NHS: Finance

(asked on 21st June 2017) - View Source

Question to the Department of Health and Social Care:

To ask the Secretary of State for Health, who in his Department has lead responsibility for the new capped expenditure process in the NHS.


Answered by
Philip Dunne Portrait
Philip Dunne
This question was answered on 26th June 2017

The National Health Service and wider health system has examined how to sustain and improve care – which produced the NHS Five Year Forward View. The Government committed to providing an additional £10 billion in real terms by 2020-21 to back the NHS’ plan, enabling it to deliver key priorities like seven day care, improved access to cancer treatments and better mental health services.

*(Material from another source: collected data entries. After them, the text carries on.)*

pub mod packed_array;
pub mod var_int;
use std::sync::Arc;

use dashmap::DashMap;
use parking_lot::RwLock;
use wdl_util::{Dimension, math::vector2::Vector2};

use crate::chunk::ChunkColumn;

pub type SyncChunk = Arc<RwLock<ChunkColumn>>;

/// The loaded columns of one dimension, keyed by chunk position.
///
/// Each column sits behind its own lock, so different columns can be parsed in parallel.
#[derive(Debug)]
pub struct World {
    dimension: Dimension,
    loaded_chunks: DashMap<Vector2<i32>, SyncChunk>,
}

impl World {
    pub fn new(dimension: Dimension) -> Self {
        Self {
            dimension,
            loaded_chunks: DashMap::new(),
        }
    }

    pub fn dimension(&self) -> Dimension {
        self.dimension
    }

    pub fn get_chunk(&self, position: &Vector2<i32>) -> Option<SyncChunk> {
        self.loaded_chunks
            .get(position)
            .map(|entry| entry.value().clone())
    }

    /// Returns the column at `position`, creating an empty one if none is loaded.
    ///
    /// `init` runs on a newly created column before anyone else can see it.
    pub fn get_or_create(
        &self,
        position: Vector2<i32>,
        init: impl FnOnce(&mut ChunkColumn),
    ) -> (SyncChunk, bool) {
        let mut created = false;
        let chunk = self
            .loaded_chunks
            .entry(position)
            .or_insert_with(|| {
                created = true;
                let mut column = ChunkColumn::new(position, self.dimension);
                init(&mut column);
                Arc::new(RwLock::new(column))
            })
            .value()
            .clone();
        (chunk, created)
    }

    /// Stores a fresh column at `position`, returning the one it replaced.
    pub fn replace(&self, column: ChunkColumn) -> (SyncChunk, Option<SyncChunk>) {
        let chunk = Arc::new(RwLock::new(column));
        let position = chunk.read().position();
        let previous = self.loaded_chunks.insert(position, chunk.clone());
        (chunk, previous)
    }

    /// Evicts the column and runs its unload callback.
    pub fn unload(&self, position: &Vector2<i32>) -> Option<SyncChunk> {
        let (_, chunk) = self.loaded_chunks.remove(position)?;
        chunk.write().unload();
        Some(chunk)
    }

    pub fn loaded_chunk_count(&self) -> usize {
        self.loaded_chunks.len()
    }

    /// A snapshot of every loaded column.
    pub fn chunks(&self) -> Vec<(Vector2<i32>, SyncChunk)> {
        self.loaded_chunks
            .iter()
            .map(|entry| (*entry.key(), entry.value().clone()))
            .collect()
    }
}
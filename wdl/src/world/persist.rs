use std::{
    path::{Path, PathBuf},
    sync::Arc,
};

use thiserror::Error;
use tokio::sync::mpsc;
use wdl_nbt::nbt_compress::write_gzip_nbt_to_bytes;
use wdl_util::{Dimension, math::vector2::Vector2};
use wdl_world::{
    ChunkColumn, ChunkSerializingError, SyncChunk, VersionStrategy, block::BlockStateRegistry,
};

#[derive(Error, Debug)]
pub enum PersistError {
    #[error("failed to build chunk data: {0}")]
    Serializing(#[from] ChunkSerializingError),
    #[error("failed to compress chunk: {0}")]
    Nbt(#[from] wdl_nbt::Error),
    #[error("the save worker has stopped")]
    WorkerGone,
}

/// A finished chunk file waiting to be written.
#[derive(Debug)]
pub struct SaveJob {
    pub path: PathBuf,
    pub data: Vec<u8>,
    /// The loaded column the file was built from. It is marked unsaved again if the write fails.
    pub chunk: Option<SyncChunk>,
}

impl SaveJob {
    fn failed(&self) {
        if let Some(chunk) = &self.chunk {
            chunk.write().set_saved(false);
        }
    }
}

/// Turns columns into gzipped chunk files and hands them to the [`SaveWorker`].
#[derive(Clone)]
pub struct ChunkSaver {
    root: PathBuf,
    strategy: &'static VersionStrategy,
    registry: Arc<dyn BlockStateRegistry>,
    sender: mpsc::UnboundedSender<SaveJob>,
}

impl ChunkSaver {
    pub fn new(
        output_folder: &Path,
        dimension: Dimension,
        strategy: &'static VersionStrategy,
        registry: Arc<dyn BlockStateRegistry>,
    ) -> (Self, SaveWorker) {
        let (sender, receiver) = mpsc::unbounded_channel();
        let saver = Self {
            root: output_folder.join(dimension.folder()),
            strategy,
            registry,
            sender,
        };
        (saver, SaveWorker { receiver })
    }

    pub fn chunk_path(&self, position: Vector2<i32>) -> PathBuf {
        self.root.join(format!("c.{}.{}.dat", position.x, position.z))
    }

    /// Queues `column` for writing. Returns `false` when there was nothing to save.
    pub fn save(&self, column: &ChunkColumn) -> Result<bool, PersistError> {
        self.queue(column, None)
    }

    /// Like [`ChunkSaver::save`] for a column that stays loaded, `column` being the
    /// locked content of `chunk`.
    pub fn save_loaded(
        &self,
        chunk: &SyncChunk,
        column: &ChunkColumn,
    ) -> Result<bool, PersistError> {
        self.queue(column, Some(chunk.clone()))
    }

    fn queue(&self, column: &ChunkColumn, chunk: Option<SyncChunk>) -> Result<bool, PersistError> {
        let Some(nbt) = column.to_nbt(self.strategy, self.registry.as_ref())? else {
            return Ok(false);
        };
        let data = write_gzip_nbt_to_bytes(&nbt)?;
        self.sender
            .send(SaveJob {
                path: self.chunk_path(column.position()),
                data,
                chunk,
            })
            .map_err(|_| PersistError::WorkerGone)?;
        Ok(true)
    }

    /// Makes `column` save itself when it is unloaded.
    pub fn attach(&self, column: &mut ChunkColumn) {
        let saver = self.clone();
        column.on_unload(move |column| {
            if let Err(err) = saver.save(column) {
                log::error!("Failed to save chunk {}: {err}", column.position());
            }
        });
    }
}

/// Writes queued chunk files until every [`ChunkSaver`] is dropped.
pub struct SaveWorker {
    receiver: mpsc::UnboundedReceiver<SaveJob>,
}

impl SaveWorker {
    /// Returns how many files were written.
    pub async fn run(mut self) -> usize {
        let mut written = 0;
        while let Some(job) = self.receiver.recv().await {
            if let Some(parent) = job.path.parent() {
                if let Err(err) = tokio::fs::create_dir_all(parent).await {
                    log::error!("Failed to create {}: {err}", parent.display());
                    job.failed();
                    continue;
                }
            }
            match tokio::fs::write(&job.path, &job.data).await {
                Ok(()) => {
                    log::debug!("Wrote {}", job.path.display());
                    written += 1;
                }
                Err(err) => {
                    log::error!("Failed to write {}: {err}", job.path.display());
                    job.failed();
                }
            }
        }
        written
    }
}
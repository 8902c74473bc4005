use std::fmt;

use serde::{Deserialize, Serialize};

#[derive(Clone, Copy, Debug, PartialEq, Eq, Hash, Default, Serialize, Deserialize)]
pub struct Vector2<T> {
    pub x: T,
    pub z: T,
}

impl<T> Vector2<T> {
    pub const fn new(x: T, z: T) -> Self {
        Vector2 { x, z }
    }
}

impl<T> From<(T, T)> for Vector2<T> {
    #[inline(always)]
    fn from((x, z): (T, T)) -> Self {
        Vector2 { x, z }
    }
}

impl<T: fmt::Display> fmt::Display for Vector2<T> {
    fn fmt(&self, f: &mut fmt::Formatter<'_>) -> fmt::Result {
        write!(f, "{}, {}", self.x, self.z)
    }
}
pub mod block;
pub mod chunk;
pub mod world;

pub use chunk::{ChunkColumn, ChunkParsingError, ChunkSerializingError, version::VersionStrategy};
pub use world::{SyncChunk, World};
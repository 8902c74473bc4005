use bytes::BufMut;
use wdl_nbt::Nbt;

use crate::{VarInt, WritingError};

pub mod cursor;

pub trait ByteBufMut {
    fn put_bool(&mut self, v: bool);

    fn put_var_int(&mut self, value: &VarInt);

    /// Writes `count` as a VarInt, rejecting counts that do not fit.
    fn put_length(&mut self, count: usize) -> Result<(), WritingError>;

    fn put_long_array(&mut self, words: &[i64]);

    fn put_nbt(&mut self, nbt: &Nbt) -> Result<(), WritingError>;
}

impl<T: BufMut> ByteBufMut for T {
    fn put_bool(&mut self, v: bool) {
        if v {
            self.put_u8(1);
        } else {
            self.put_u8(0);
        }
    }

    fn put_var_int(&mut self, value: &VarInt) {
        value.encode(self);
    }

    fn put_length(&mut self, count: usize) -> Result<(), WritingError> {
        let count = i32::try_from(count)
            .map_err(|_| WritingError::TooLarge(format!("{count} does not fit a VarInt")))?;
        self.put_var_int(&VarInt(count));
        Ok(())
    }

    fn put_long_array(&mut self, words: &[i64]) {
        for word in words {
            self.put_i64(*word);
        }
    }

    fn put_nbt(&mut self, nbt: &Nbt) -> Result<(), WritingError> {
        let bytes = nbt.write()?;
        self.put_slice(&bytes);
        Ok(())
    }
}
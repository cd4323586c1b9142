use uuid::Uuid;
use validator::Validate;

use crate::features::geo::dtos::PointResponseDto;

/// A WGS84 coordinate pair
#[derive(Debug, Clone, Copy, PartialEq, Validate)]
pub struct Geo {
    #[validate(range(min = -90.0, max = 90.0, message = "Latitude must be between -90 and 90"))]
    pub latitude: f64,

    #[validate(range(
        min = -180.0,
        max = 180.0,
        message = "Longitude must be between -180 and 180"
    ))]
    pub longitude: f64,
}

/// A point that has not been persisted yet and therefore has no id
#[derive(Debug, Clone, Copy, PartialEq, Validate)]
pub struct NewPoint {
    #[validate(nested)]
    pub geo: Geo,
}

/// A persisted point
#[derive(Debug, Clone, PartialEq)]
pub struct Point {
    pub id: Uuid,
    pub geo: Geo,
}

impl Geo {
    pub fn new(latitude: f64, longitude: f64) -> Self {
        Self {
            latitude,
            longitude,
        }
    }
}

impl From<Point> for PointResponseDto {
    fn from(p: Point) -> Self {
        Self {
            id: p.id,
            latitude: p.geo.latitude,
            longitude: p.geo.longitude,
        }
    }
}
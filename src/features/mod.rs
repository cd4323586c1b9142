pub mod chats;
pub mod geo;
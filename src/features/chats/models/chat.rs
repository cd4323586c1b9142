use chrono::{DateTime, Utc};
use uuid::Uuid;
use validator::Validate;

use crate::features::chats::dtos::ChatResponseDto;

/// A chat that has not been persisted yet
#[derive(Debug, Clone, PartialEq, Validate)]
pub struct NewChat {
    #[validate(length(min = 1, max = 255, message = "Title must be 1-255 characters"))]
    pub title: String,
    pub point_id: Uuid,
}

/// A persisted chat anchored at one point
#[derive(Debug, Clone, PartialEq)]
pub struct Chat {
    pub id: Uuid,
    pub title: String,
    pub point_id: Uuid,
    pub created_at: DateTime<Utc>,
}

impl From<Chat> for ChatResponseDto {
    fn from(c: Chat) -> Self {
        Self {
            id: c.id,
            title: c.title,
            point_id: c.point_id,
            created_at: c.created_at,
        }
    }
}

#[cfg(test)]
mod tests {
    use super::*;

    #[test]
    fn test_new_chat_requires_title() {
        let chat = NewChat {
            title: String::new(),
            point_id: Uuid::now_v7(),
        };
        let errors = chat.validate().unwrap_err();
        assert!(errors.field_errors().contains_key("title"));
    }

    #[test]
    fn test_default_title_is_valid() {
        let chat = NewChat {
            title: crate::shared::constants::DEFAULT_CHAT_TITLE.to_string(),
            point_id: Uuid::now_v7(),
        };
        assert!(chat.validate().is_ok());
    }
}
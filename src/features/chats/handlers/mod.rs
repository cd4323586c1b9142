mod chat_handler;

pub use chat_handler::*;
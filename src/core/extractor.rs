use axum::{
    body::Body,
    extract::{rejection::JsonRejection, FromRequest, FromRequestParts, Path, Request},
    http::request::Parts,
    response::{IntoResponse, Response},
    Json,
};
use serde::de::DeserializeOwned;

use crate::core::error::AppError;

/// Custom JSON extractor that provides consistent error responses
pub struct AppJson<T>(pub T);

impl<T, S> FromRequest<S> for AppJson<T>
where
    T: DeserializeOwned,
    S: Send + Sync,
{
    type Rejection = AppJsonRejection;

    async fn from_request(req: Request<Body>, state: &S) -> Result<Self, Self::Rejection> {
        match Json::<T>::from_request(req, state).await {
            Ok(value) => Ok(Self(value.0)),
            Err(rejection) => Err(AppJsonRejection(rejection)),
        }
    }
}

pub struct AppJsonRejection(JsonRejection);

impl IntoResponse for AppJsonRejection {
    fn into_response(self) -> Response {
        let message = match self.0 {
            JsonRejection::JsonDataError(err) => format!("Invalid JSON data: {}", err),
            JsonRejection::JsonSyntaxError(err) => format!("Invalid JSON syntax: {}", err),
            JsonRejection::MissingJsonContentType(err) => {
                format!("Missing JSON content type: {}", err)
            }
            _ => "Failed to parse JSON body".to_string(),
        };

        AppError::BadRequest(message).into_response()
    }
}

/// Path extractor whose rejection uses the standard error envelope
pub struct AppPath<T>(pub T);

impl<T, S> FromRequestParts<S> for AppPath<T>
where
    T: DeserializeOwned + Send,
    S: Send + Sync,
{
    type Rejection = AppError;

    async fn from_request_parts(parts: &mut Parts, state: &S) -> Result<Self, Self::Rejection> {
        Path::<T>::from_request_parts(parts, state)
            .await
            .map(|Path(value)| Self(value))
            .map_err(|rejection| AppError::BadRequest(rejection.body_text()))
    }
}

Since then, this Government has committed to increase NHS spending by a minimum of £8 billion in real terms over the next five years, and for the first time to deliver an increase in real funding per head of the population for every year of the parliament. As with all public services, the NHS needs to live within the budget agreed.

As the NHS itself has said, it is unfair if a small number of areas in effect take more than their fair share of that budget at the expense of other people’s hospital services, general practitioner care and mental health clinics elsewhere in the country. Although financial performance across the NHS has significantly improved over the past year, a few areas have not yet finalised their plans to keep within their budget, as the NHS is required to by the 2017/18 Government Mandate.